== PROBLEM TO SOLVE ==
Transcribe the records below exactly, from their first line through the line containing "use crate::error::Result;". Omit every line after it.

Collection entries
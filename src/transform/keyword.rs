//! Keyword tagging on record text.
//!
//! Matching is a case-insensitive substring test with no tokenization
//! or word-boundary checks: `"ibm"` matches inside `"onIBMx"`. That
//! imprecision is an accepted policy preserved for output
//! compatibility with existing downstream aggregation.

use serde_json::{json, Map, Value};

use crate::error::Result;
use crate::record::Record;

use super::{Outcome, Transform};

/// Case-insensitive substring containment.
pub fn contains_keyword(text: &str, keyword: &str) -> bool {
    text.to_lowercase().contains(&keyword.to_lowercase())
}

fn identifying_fields(record: &Record) -> Result<(i64, i64, String)> {
    let id = record.id_at("id")?;
    let user_id = record.id_at("user.id")?;
    let text = record.str_at("text").unwrap_or_default().to_string();
    Ok((id, user_id, text))
}

const TAG_PROJECTION: [&str; 3] = ["id", "user.id", "text"];

/// Tags each record with one boolean `X_0`: does `text` contain the
/// keyword.
#[derive(Debug, Clone)]
pub struct KeywordTag {
    keyword: String,
}

impl KeywordTag {
    pub fn new(keyword: impl Into<String>) -> Self {
        Self {
            keyword: keyword.into(),
        }
    }
}

impl Transform for KeywordTag {
    fn name(&self) -> &'static str {
        "tag_keyword"
    }

    fn projection(&self) -> Option<Vec<String>> {
        Some(TAG_PROJECTION.iter().map(|s| s.to_string()).collect())
    }

    fn required_paths(&self) -> Vec<String> {
        TAG_PROJECTION.iter().map(|s| s.to_string()).collect()
    }

    fn apply(&self, record: &Record) -> Result<Outcome> {
        let (id, user_id, text) = identifying_fields(record)?;
        let tagged = contains_keyword(&text, &self.keyword);
        Ok(Outcome::Emit(json!({
            "id": id,
            "user_id": user_id,
            "text": text,
            "X_0": tagged,
        })))
    }
}

/// Tags each record with one boolean per keyword, positionally named
/// `X_0`..`X_{n-1}` in keyword order.
#[derive(Debug, Clone)]
pub struct KeywordSetTag {
    keywords: Vec<String>,
}

impl KeywordSetTag {
    pub fn new(keywords: Vec<String>) -> Self {
        Self { keywords }
    }
}

impl Transform for KeywordSetTag {
    fn name(&self) -> &'static str {
        "tag_keywords"
    }

    fn projection(&self) -> Option<Vec<String>> {
        Some(TAG_PROJECTION.iter().map(|s| s.to_string()).collect())
    }

    fn required_paths(&self) -> Vec<String> {
        TAG_PROJECTION.iter().map(|s| s.to_string()).collect()
    }

    fn apply(&self, record: &Record) -> Result<Outcome> {
        let (id, user_id, text) = identifying_fields(record)?;
        let mut output = Map::new();
        output.insert("id".to_string(), json!(id));
        output.insert("user_id".to_string(), json!(user_id));
        output.insert("text".to_string(), json!(text));
        for (position, keyword) in self.keywords.iter().enumerate() {
            output.insert(
                format!("X_{position}"),
                json!(contains_keyword(&text, keyword)),
            );
        }
        Ok(Outcome::Emit(Value::Object(output)))
    }
}
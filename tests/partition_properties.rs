//! Property tests for range partitioning.
//!
//! The partition set must be pairwise disjoint, contiguous, and cover
//! exactly `[0, collection_size)` for every input, with the final
//! partition absorbing the floor-division remainder.

use proptest::prelude::*;
use shardmill::partition::{partition_collection, Partition};

proptest! {
    #[test]
    fn partitions_are_contiguous_and_cover_exactly(
        collection_size in 0u64..100_000,
        worker_count in 1usize..64,
    ) {
        let partitions = partition_collection(collection_size, worker_count).unwrap();

        prop_assert_eq!(partitions.len(), worker_count);
        prop_assert_eq!(partitions[0].skip, 0);

        // Contiguity doubles as disjointness for sorted ranges.
        for pair in partitions.windows(2) {
            prop_assert_eq!(pair[1].skip, pair[0].skip + pair[0].limit);
        }

        let last = &partitions[worker_count - 1];
        prop_assert_eq!(last.skip + last.limit, collection_size);

        let total: u64 = partitions.iter().map(|p| p.limit).sum();
        prop_assert_eq!(total, collection_size);
    }

    #[test]
    fn all_but_last_share_the_floor_batch_size(
        collection_size in 0u64..100_000,
        worker_count in 1usize..64,
    ) {
        let partitions = partition_collection(collection_size, worker_count).unwrap();
        let batch_size = collection_size / worker_count as u64;
        for partition in &partitions[..worker_count - 1] {
            prop_assert_eq!(partition.limit, batch_size);
        }
    }

    #[test]
    fn empty_collection_means_all_empty_partitions(worker_count in 1usize..64) {
        let partitions = partition_collection(0, worker_count).unwrap();
        prop_assert!(partitions.iter().all(|p| p.limit == 0));
    }
}

#[test]
fn literal_ten_by_three_scenario() {
    assert_eq!(
        partition_collection(10, 3).unwrap(),
        vec![
            Partition {
                index: 0,
                skip: 0,
                limit: 3
            },
            Partition {
                index: 1,
                skip: 3,
                limit: 3
            },
            Partition {
                index: 2,
                skip: 6,
                limit: 4
            },
        ]
    );
}

#[test]
fn literal_two_by_five_scenario() {
    // batch_size = 2 // 5 = 0: four degenerate leading partitions with
    // skip 0 and limit 0, then the last partition covering both
    // records from skip 0.
    assert_eq!(
        partition_collection(2, 5).unwrap(),
        vec![
            Partition {
                index: 0,
                skip: 0,
                limit: 0
            },
            Partition {
                index: 1,
                skip: 0,
                limit: 0
            },
            Partition {
                index: 2,
                skip: 0,
                limit: 0
            },
            Partition {
                index: 3,
                skip: 0,
                limit: 0
            },
            Partition {
                index: 4,
                skip: 0,
                limit: 2
            },
        ]
    );
}
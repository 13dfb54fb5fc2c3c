//! # Shard Naming and Merging
//!
//! Shard files are named deterministically from the procedure name and
//! partition index (`<procedure>-<index>.<suffix>`), so a downstream
//! stage can enumerate and concatenate a run's output in index order
//! with no side-channel manifest.

use std::path::{Path, PathBuf};

use tokio::io::AsyncWriteExt;
use tracing::info;

use crate::error::{Result, ShardmillError};
use crate::record::Record;

/// Shard file path for one `(procedure, partition index)` pair.
pub fn shard_path(dir: &Path, procedure: &str, index: usize, suffix: &str) -> PathBuf {
    dir.join(format!("{procedure}-{index}.{suffix}"))
}

/// All shard paths for a run, in partition-index order.
pub fn shard_paths(dir: &Path, procedure: &str, worker_count: usize, suffix: &str) -> Vec<PathBuf> {
    (0..worker_count)
        .map(|index| shard_path(dir, procedure, index, suffix))
        .collect()
}

/// Reads a completed run's shard set back in index order.
#[derive(Debug, Clone)]
pub struct ShardMerger {
    paths: Vec<PathBuf>,
}

impl ShardMerger {
    pub fn new(dir: &Path, procedure: &str, worker_count: usize, suffix: &str) -> Self {
        Self {
            paths: shard_paths(dir, procedure, worker_count, suffix),
        }
    }

    /// Concatenate all shards into `output`, preserving record order.
    /// Returns the number of lines written.
    pub async fn merge_to_file(&self, output: &Path) -> Result<u64> {
        let file = tokio::fs::File::create(output)
            .await
            .map_err(|e| ShardmillError::shard_io(output.display().to_string(), &e))?;
        let mut sink = tokio::io::BufWriter::new(file);
        let mut lines = 0u64;

        for path in &self.paths {
            let contents = tokio::fs::read_to_string(path)
                .await
                .map_err(|e| ShardmillError::shard_io(path.display().to_string(), &e))?;
            for line in contents.lines() {
                if line.trim().is_empty() {
                    continue;
                }
                sink.write_all(line.as_bytes())
                    .await
                    .map_err(|e| ShardmillError::shard_io(output.display().to_string(), &e))?;
                sink.write_all(b"\n")
                    .await
                    .map_err(|e| ShardmillError::shard_io(output.display().to_string(), &e))?;
                lines += 1;
            }
        }

        sink.shutdown()
            .await
            .map_err(|e| ShardmillError::shard_io(output.display().to_string(), &e))?;
        info!(shards = self.paths.len(), lines, output = %output.display(), "shards merged");
        Ok(lines)
    }

    /// Load all shard records into memory in index order, for
    /// downstream analysis.
    pub async fn collect_records(&self) -> Result<Vec<Record>> {
        let mut records = Vec::new();
        for path in &self.paths {
            let contents = tokio::fs::read_to_string(path)
                .await
                .map_err(|e| ShardmillError::shard_io(path.display().to_string(), &e))?;
            for line in contents.lines() {
                if line.trim().is_empty() {
                    continue;
                }
                let value: serde_json::Value = serde_json::from_str(line)
                    .map_err(|e| ShardmillError::malformed(e.to_string()))?;
                records.push(Record::new(value));
            }
        }
        Ok(records)
    }
}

== ANSWER BOX ==
filename src/transform/keyword.rs
//! Keyword tagging on record text.
//!
//! Matching is a case-insensitive substring test with no tokenization
//! or word-boundary checks: `"ibm"` matches inside `"onIBMx"`. That
//! imprecision is an accepted policy preserved for output
//! compatibility with existing downstream aggregation.

use serde_json::{json, Map, Value};

use crate::error::Result;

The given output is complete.